ACTIVITY = Return every line of the listing below, unchanged, from its first line to the line holding "fn received(&self) ->", that line included.

SUPPLIED DATA =
■ ■ ■ ■ ■ ■ ■
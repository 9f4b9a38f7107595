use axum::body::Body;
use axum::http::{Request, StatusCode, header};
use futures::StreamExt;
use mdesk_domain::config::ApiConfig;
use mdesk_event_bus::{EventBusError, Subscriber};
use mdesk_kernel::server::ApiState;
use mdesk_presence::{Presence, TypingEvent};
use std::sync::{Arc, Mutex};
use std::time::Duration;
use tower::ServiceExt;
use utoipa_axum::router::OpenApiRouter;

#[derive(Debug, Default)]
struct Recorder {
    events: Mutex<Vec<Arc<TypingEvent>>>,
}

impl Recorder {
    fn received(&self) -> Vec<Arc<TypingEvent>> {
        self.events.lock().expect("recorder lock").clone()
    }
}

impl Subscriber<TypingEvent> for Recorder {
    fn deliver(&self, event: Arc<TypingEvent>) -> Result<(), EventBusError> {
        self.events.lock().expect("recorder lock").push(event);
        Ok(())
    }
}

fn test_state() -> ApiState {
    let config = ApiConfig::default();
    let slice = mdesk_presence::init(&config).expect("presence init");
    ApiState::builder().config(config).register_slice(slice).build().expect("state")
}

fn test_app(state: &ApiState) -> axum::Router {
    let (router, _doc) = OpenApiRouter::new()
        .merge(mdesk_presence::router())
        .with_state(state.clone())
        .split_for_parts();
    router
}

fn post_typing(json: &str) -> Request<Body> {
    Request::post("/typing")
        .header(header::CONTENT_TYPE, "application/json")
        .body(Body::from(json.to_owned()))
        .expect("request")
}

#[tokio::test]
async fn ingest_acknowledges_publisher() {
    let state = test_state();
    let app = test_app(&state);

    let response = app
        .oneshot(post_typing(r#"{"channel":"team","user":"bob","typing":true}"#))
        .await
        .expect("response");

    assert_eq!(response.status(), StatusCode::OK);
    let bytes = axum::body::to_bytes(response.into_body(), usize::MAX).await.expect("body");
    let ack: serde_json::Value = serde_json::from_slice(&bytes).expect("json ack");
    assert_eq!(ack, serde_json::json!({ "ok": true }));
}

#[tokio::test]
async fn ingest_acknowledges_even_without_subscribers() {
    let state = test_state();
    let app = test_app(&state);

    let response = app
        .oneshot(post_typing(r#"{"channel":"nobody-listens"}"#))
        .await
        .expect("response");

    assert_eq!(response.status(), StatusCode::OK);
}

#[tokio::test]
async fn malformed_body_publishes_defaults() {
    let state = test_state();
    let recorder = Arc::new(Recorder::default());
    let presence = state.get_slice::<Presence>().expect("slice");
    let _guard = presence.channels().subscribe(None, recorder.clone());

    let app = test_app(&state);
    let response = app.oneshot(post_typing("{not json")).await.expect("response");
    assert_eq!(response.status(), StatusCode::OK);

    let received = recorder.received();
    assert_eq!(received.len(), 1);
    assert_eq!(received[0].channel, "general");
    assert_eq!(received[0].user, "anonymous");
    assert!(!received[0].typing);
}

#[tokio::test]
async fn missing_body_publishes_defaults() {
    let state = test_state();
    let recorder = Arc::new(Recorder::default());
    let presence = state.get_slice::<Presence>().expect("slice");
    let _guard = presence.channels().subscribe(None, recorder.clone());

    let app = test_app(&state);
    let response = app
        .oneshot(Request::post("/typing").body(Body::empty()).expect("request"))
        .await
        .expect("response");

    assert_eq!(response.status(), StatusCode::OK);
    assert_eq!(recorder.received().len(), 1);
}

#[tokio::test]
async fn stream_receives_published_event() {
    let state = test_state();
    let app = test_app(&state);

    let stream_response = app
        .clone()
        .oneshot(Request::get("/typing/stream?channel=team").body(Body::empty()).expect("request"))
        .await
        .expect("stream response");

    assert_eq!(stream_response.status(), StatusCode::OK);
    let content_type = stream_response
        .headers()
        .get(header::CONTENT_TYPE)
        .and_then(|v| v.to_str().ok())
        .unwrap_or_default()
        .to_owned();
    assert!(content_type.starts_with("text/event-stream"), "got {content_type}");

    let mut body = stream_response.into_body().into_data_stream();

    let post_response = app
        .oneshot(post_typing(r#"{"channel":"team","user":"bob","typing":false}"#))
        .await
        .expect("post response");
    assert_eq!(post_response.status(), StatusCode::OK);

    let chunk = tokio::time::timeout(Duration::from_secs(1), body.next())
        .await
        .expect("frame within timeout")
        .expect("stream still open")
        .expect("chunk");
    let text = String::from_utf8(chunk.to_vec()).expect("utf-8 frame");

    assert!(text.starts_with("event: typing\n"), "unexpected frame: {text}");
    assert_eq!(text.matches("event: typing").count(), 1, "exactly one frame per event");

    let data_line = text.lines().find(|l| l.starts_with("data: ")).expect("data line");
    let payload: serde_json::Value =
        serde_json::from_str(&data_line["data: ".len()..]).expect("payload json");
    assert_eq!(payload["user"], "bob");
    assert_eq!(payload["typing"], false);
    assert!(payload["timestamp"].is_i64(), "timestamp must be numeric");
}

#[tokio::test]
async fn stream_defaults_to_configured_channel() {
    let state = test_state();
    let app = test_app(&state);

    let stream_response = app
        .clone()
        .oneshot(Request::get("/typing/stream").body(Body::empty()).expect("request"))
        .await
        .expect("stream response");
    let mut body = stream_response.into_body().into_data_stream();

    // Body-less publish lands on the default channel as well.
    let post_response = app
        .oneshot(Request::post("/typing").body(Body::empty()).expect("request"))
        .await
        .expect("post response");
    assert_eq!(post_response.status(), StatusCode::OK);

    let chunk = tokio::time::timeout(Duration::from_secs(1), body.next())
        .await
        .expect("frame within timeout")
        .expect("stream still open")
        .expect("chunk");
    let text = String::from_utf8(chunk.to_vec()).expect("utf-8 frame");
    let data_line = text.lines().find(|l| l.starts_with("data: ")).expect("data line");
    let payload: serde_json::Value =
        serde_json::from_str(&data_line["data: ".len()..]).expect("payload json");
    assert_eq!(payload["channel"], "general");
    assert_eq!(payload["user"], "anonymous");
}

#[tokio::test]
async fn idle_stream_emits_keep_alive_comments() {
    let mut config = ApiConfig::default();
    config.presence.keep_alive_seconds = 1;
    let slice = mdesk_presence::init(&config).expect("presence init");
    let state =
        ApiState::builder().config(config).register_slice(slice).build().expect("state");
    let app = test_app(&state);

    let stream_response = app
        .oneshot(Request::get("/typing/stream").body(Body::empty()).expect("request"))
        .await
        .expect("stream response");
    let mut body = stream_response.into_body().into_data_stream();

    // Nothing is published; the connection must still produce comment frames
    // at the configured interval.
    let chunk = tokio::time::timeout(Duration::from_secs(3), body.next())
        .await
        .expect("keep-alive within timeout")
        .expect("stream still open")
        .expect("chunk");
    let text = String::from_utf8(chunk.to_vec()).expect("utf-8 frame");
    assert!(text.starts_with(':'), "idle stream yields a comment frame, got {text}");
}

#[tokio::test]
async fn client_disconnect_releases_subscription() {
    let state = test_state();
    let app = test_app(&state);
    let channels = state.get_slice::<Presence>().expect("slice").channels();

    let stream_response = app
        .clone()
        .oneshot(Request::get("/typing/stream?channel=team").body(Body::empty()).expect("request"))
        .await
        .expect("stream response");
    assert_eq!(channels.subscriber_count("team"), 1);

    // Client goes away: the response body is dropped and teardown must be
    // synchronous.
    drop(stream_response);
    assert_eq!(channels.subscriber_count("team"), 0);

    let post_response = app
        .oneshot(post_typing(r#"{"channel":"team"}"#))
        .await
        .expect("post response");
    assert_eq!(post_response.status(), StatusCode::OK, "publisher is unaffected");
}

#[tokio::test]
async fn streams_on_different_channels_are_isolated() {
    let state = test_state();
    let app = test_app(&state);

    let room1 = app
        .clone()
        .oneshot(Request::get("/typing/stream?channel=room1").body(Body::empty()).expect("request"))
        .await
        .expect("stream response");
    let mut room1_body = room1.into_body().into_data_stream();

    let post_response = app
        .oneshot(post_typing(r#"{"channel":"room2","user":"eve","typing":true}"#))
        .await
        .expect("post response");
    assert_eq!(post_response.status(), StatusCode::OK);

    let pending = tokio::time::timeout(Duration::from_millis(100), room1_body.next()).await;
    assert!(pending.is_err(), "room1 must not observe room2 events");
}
■ ■ ■ ■ ■ ■ ■
RESPONSE TO THIS EXERCISE =
repository 9f4b9a38f7107595
use axum::body::Body;
use axum::http::{Request, StatusCode, header};
use futures::StreamExt;
use mdesk_domain::config::ApiConfig;
use mdesk_event_bus::{EventBusError, Subscriber};
use mdesk_kernel::server::ApiState;
use mdesk_presence::{Presence, TypingEvent};
use std::sync::{Arc, Mutex};
use std::time::Duration;
use tower::ServiceExt;
use utoipa_axum::router::OpenApiRouter;

#[derive(Debug, Default)]
struct Recorder {
    events: Mutex<Vec<Arc<TypingEvent>>>,
}

impl Recorder {
    fn received(&self) -> Vec<Arc<TypingEvent>> {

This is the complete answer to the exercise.